→ Task: Since only part of the material below is wanted, output exactly the lines from the one with "malformed += 1;" up to and including the one with "Err(e) if e.is_not_found()".

→ Input data:
"""

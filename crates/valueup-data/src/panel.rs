//! Daily quote tables.
//!
//! Each `marcap-{year}.csv` file holds one row per stock per trading day.
//! Rows with zero volume belong to halted stocks and are dropped on load.

use std::path::Path;

use chrono::Datelike;
use tracing::{debug, info, warn};
use valueup_traits::{DailyQuote, Date, MarketPanel, Result, ValueUpError};

use crate::frame::{floats, read_table, stock_codes, strings};
use crate::layout::DataLayout;

/// Parse `YYYY-MM-DD`, ignoring any time-of-day suffix.
pub fn parse_date(raw: &str) -> Result<Date> {
    let day = raw.trim().get(..10).unwrap_or(raw);
    Date::parse_from_str(day, "%Y-%m-%d")
        .map_err(|e| ValueUpError::InvalidDate(format!("Invalid date '{raw}': {e}")))
}

/// Read one daily table, keeping rows dated within `[start, end]`.
///
/// Columns: `Date`, `Code`, `Close`, `Volume`, `Marcap`.
///
/// # Errors
///
/// Returns [`ValueUpError::MissingInputFile`] if the file does not exist and
/// [`ValueUpError::MissingColumn`] if a required column is absent.
pub fn read_daily_table(path: &Path, year: Option<i32>, start: Date, end: Date) -> Result<MarketPanel> {
    let df = read_table(path, year)?;
    let dates = strings(&df, "Date")?;
    let codes = stock_codes(&df, "Code")?;
    let closes = floats(&df, "Close")?;
    let volumes = floats(&df, "Volume")?;
    let caps = floats(&df, "Marcap")?;

    let mut panel = MarketPanel::new();
    let mut halted = 0usize;
    let mut malformed = 0usize;
    for i in 0..df.height() {
        if !volumes[i].is_some_and(|v| v > 0.0) {
            halted += 1;
            continue;
        }
        let date = dates[i].as_deref().map(parse_date).and_then(Result::ok);
        let (Some(date), Some(code)) = (date, codes[i].clone()) else {
            malformed += 1;
            continue;
        };
        if date < start || date > end {
            continue;
        }
        panel.insert(
            date,
            code,
            DailyQuote {
                close: closes[i],
                market_cap: caps[i],
            },
        );
    }

    debug!(
        path = %path.display(),
        days = panel.len(),
        halted,
        malformed,
        "loaded daily quotes"
    );
    Ok(panel)
}

/// Load every daily table overlapping `[start, end]`.
///
/// Years without a file are skipped with a warning.
///
/// # Errors
///
/// Propagates failures other than a missing file.
pub fn load_panel(layout: &DataLayout, start: Date, end: Date) -> Result<MarketPanel> {
    let mut panel = MarketPanel::new();
    for year in start.year()..=end.year() {
        match read_daily_table(&layout.daily_path(year), Some(year), start, end) {
            Ok(part) => panel.extend(part),
            Err(e) if e.is_not_found() => warn!(year, error = %e, "no daily quotes for year"),
            Err(e) => return Err(e),
        }
    }

    info!(%start, %end, days = panel.len(), "market panel loaded");
    Ok(panel)
}

#[cfg(test)]
mod tests {
    use super::*;
    use std::fs;

    fn d(y: i32, m: u32, day: u32) -> Date {
        Date::from_ymd_opt(y, m, day).unwrap()
    }

    #[test]
    fn test_parse_date() {
        assert_eq!(parse_date("2024-01-02").unwrap(), d(2024, 1, 2));
        assert_eq!(parse_date("2024-01-02 00:00:00").unwrap(), d(2024, 1, 2));
        assert!(parse_date("02/01/2024").is_err());
    }

    #[test]
    fn test_load_panel_drops_halted_rows() {
        let dir = tempfile::tempdir().unwrap();
        let layout = DataLayout::with_root(dir.path());
        fs::create_dir_all(dir.path().join("marcap")).unwrap();
        fs::write(
            layout.daily_path(2024),
            "Date,Code,Name,Close,Volume,Marcap\n\
             2024-01-02,005930,Samsung,79600,100,475000\n\
             2024-01-02,000660,SK hynix,140000,0,101000\n\
             2024-01-03,005930,Samsung,77000,120,460000\n\
             2024-02-01,005930,Samsung,75000,120,450000\n",
        )
        .unwrap();

        // 2023 has no file and is skipped
        let panel = load_panel(&layout, d(2023, 12, 1), d(2024, 1, 31)).unwrap();
        assert_eq!(panel.len(), 2);
        assert_eq!(panel.market_cap(d(2024, 1, 2), "005930"), Some(475_000.0));
        assert!(panel.quote(d(2024, 1, 2), "000660").is_none());
        assert!(!panel.has_date(d(2024, 2, 1)));
    }

    #[test]
    fn test_missing_column() {
        let dir = tempfile::tempdir().unwrap();
        let path = dir.path().join("bad.csv");
        fs::write(&path, "Date,Code,Close\n2024-01-02,005930,1\n").unwrap();
        let err = read_daily_table(&path, None, d(2024, 1, 1), d(2024, 12, 31)).unwrap_err();
        assert!(matches!(err, ValueUpError::MissingColumn(_)));
    }
}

"""

→ Reply to the task:
            malformed += 1;
            continue;
        };
        if date < start || date > end {
            continue;
        }
        panel.insert(
            date,
            code,
            DailyQuote {
                close: closes[i],
                market_cap: caps[i],
            },
        );
    }

    debug!(
        path = %path.display(),
        days = panel.len(),
        halted,
        malformed,
        "loaded daily quotes"
    );
    Ok(panel)
}

/// Load every daily table overlapping `[start, end]`.
///
/// Years without a file are skipped with a warning.
///
/// # Errors
///
/// Propagates failures other than a missing file.
pub fn load_panel(layout: &DataLayout, start: Date, end: Date) -> Result<MarketPanel> {
    let mut panel = MarketPanel::new();
    for year in start.year()..=end.year() {
        match read_daily_table(&layout.daily_path(year), Some(year), start, end) {
            Ok(part) => panel.extend(part),
            Err(e) if e.is_not_found() => warn!(year, error = %e, "no daily quotes for year"),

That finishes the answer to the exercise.